Mastering CQRS and Event Sourcing

Practical guide to CQRS and Event Sourcing integration in modern microservices, using a user management scenario as a running example.

Summary

The article uses a user management domain (UserCreated, UserUpdated, UserDeleted events) as a concrete running example to explain how CQRS and Event Sourcing work together in a microservices context. Rather than storing current user state directly, the system stores every state-changing event in an append-only log. Current state is reconstructed by replaying events, and separate read models (projections) are built for different query needs.

The separation of command and query models is the core CQRS insight: the write side (commands) uses the event log as the canonical store; the read side (queries) uses denormalized projections optimized for specific access patterns. This allows independent scaling — the read side can be replicated aggressively without affecting write throughput. The trade-off is eventual consistency: read models may lag behind the event log while projections are being rebuilt.

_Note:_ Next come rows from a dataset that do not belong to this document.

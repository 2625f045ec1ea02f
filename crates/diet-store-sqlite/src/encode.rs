//! Encoding and decoding helpers between domain types and the plain values
//! stored in SQLite columns.
//!
//! UUIDs are stored as hyphenated lowercase strings and `created_at` as an
//! RFC 3339 string. Meal dates stay integers end to end.

use chrono::{DateTime, Utc};
use diet_core::{meal::Meal, user::User};
use uuid::Uuid;

use crate::{Error, Result};

// ─── Uuid ─────────────────────────────────────────────────────────────────────

pub fn encode_uuid(id: Uuid) -> String { id.hyphenated().to_string() }

pub fn decode_uuid(s: &str) -> Result<Uuid> { Ok(Uuid::parse_str(s)?) }

// ─── DateTime<Utc> ───────────────────────────────────────────────────────────

pub fn encode_dt(dt: DateTime<Utc>) -> String { dt.to_rfc3339() }

pub fn decode_dt(s: &str) -> Result<DateTime<Utc>> {
  DateTime::parse_from_rfc3339(s)
    .map(|dt| dt.with_timezone(&Utc))
    .map_err(|e| Error::DateParse(e.to_string()))
}

// ─── Row types ───────────────────────────────────────────────────────────────

pub const USER_COLUMNS: &str = "user_id, name, email, session_token, created_at";

/// Raw values read directly from a `users` row.
pub struct RawUser {
  pub user_id:       String,
  pub name:          String,
  pub email:         String,
  pub session_token: Option<String>,
  pub created_at:    String,
}

impl RawUser {
  /// Map a row selected with [`USER_COLUMNS`].
  pub fn from_row(row: &rusqlite::Row<'_>) -> rusqlite::Result<Self> {
    Ok(Self {
      user_id:       row.get(0)?,
      name:          row.get(1)?,
      email:         row.get(2)?,
      session_token: row.get(3)?,
      created_at:    row.get(4)?,
    })
  }

  pub fn into_user(self) -> Result<User> {
    Ok(User {
      user_id:       decode_uuid(&self.user_id)?,
      name:          self.name,
      email:         self.email,
      session_token: self.session_token,
      created_at:    decode_dt(&self.created_at)?,
    })
  }
}

pub const MEAL_COLUMNS: &str = "meal_id, user_id, name, description, is_on_diet, date";

/// Raw values read directly from a `meals` row.
pub struct RawMeal {
  pub meal_id:     String,
  pub user_id:     String,
  pub name:        String,
  pub description: String,
  pub is_on_diet:  bool,
  pub date:        i64,
}

impl RawMeal {
  /// Map a row selected with [`MEAL_COLUMNS`].
  pub fn from_row(row: &rusqlite::Row<'_>) -> rusqlite::Result<Self> {
    Ok(Self {
      meal_id:     row.get(0)?,
      user_id:     row.get(1)?,
      name:        row.get(2)?,
      description: row.get(3)?,
      is_on_diet:  row.get(4)?,
      date:        row.get(5)?,
    })
  }

  pub fn into_meal(self) -> Result<Meal> {
    Ok(Meal {
      meal_id:     decode_uuid(&self.meal_id)?,
      user_id:     decode_uuid(&self.user_id)?,
      name:        self.name,
      description: self.description,
      is_on_diet:  self.is_on_diet,
      date:        self.date,
    })
  }
}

The article covers practical concerns: projection building (how events are consumed to update read models), idempotent event handling (why projections must handle duplicate events safely), and the mental model shift from “store current state” to “store what happened.” The eventual consistency implications are explained clearly: after a command completes, queries may briefly return stale data until the projection catches up.

Key Arguments

  • Storing state as a sequence of events enables full historical tracking; you can reconstruct any past state by replaying events to a point in time
  • Separating command and query models allows each side to be optimized and scaled independently
  • Projections built from the event log can serve different read-model needs — each projection can be optimized for its query pattern
  • Eventual consistency is the explicit trade-off for read model independence; the system is not immediately consistent after a write
  • Idempotent event handling is essential for reliability: projections must produce the same result regardless of how many times an event is processed

Concepts Covered

Quality Notes

Good practical introduction with concrete examples that make abstract CQRS+ES concepts tangible. Accessible for developers new to these patterns. Less rigorous than Richardson’s microservices.io treatment but more approachable as a first read.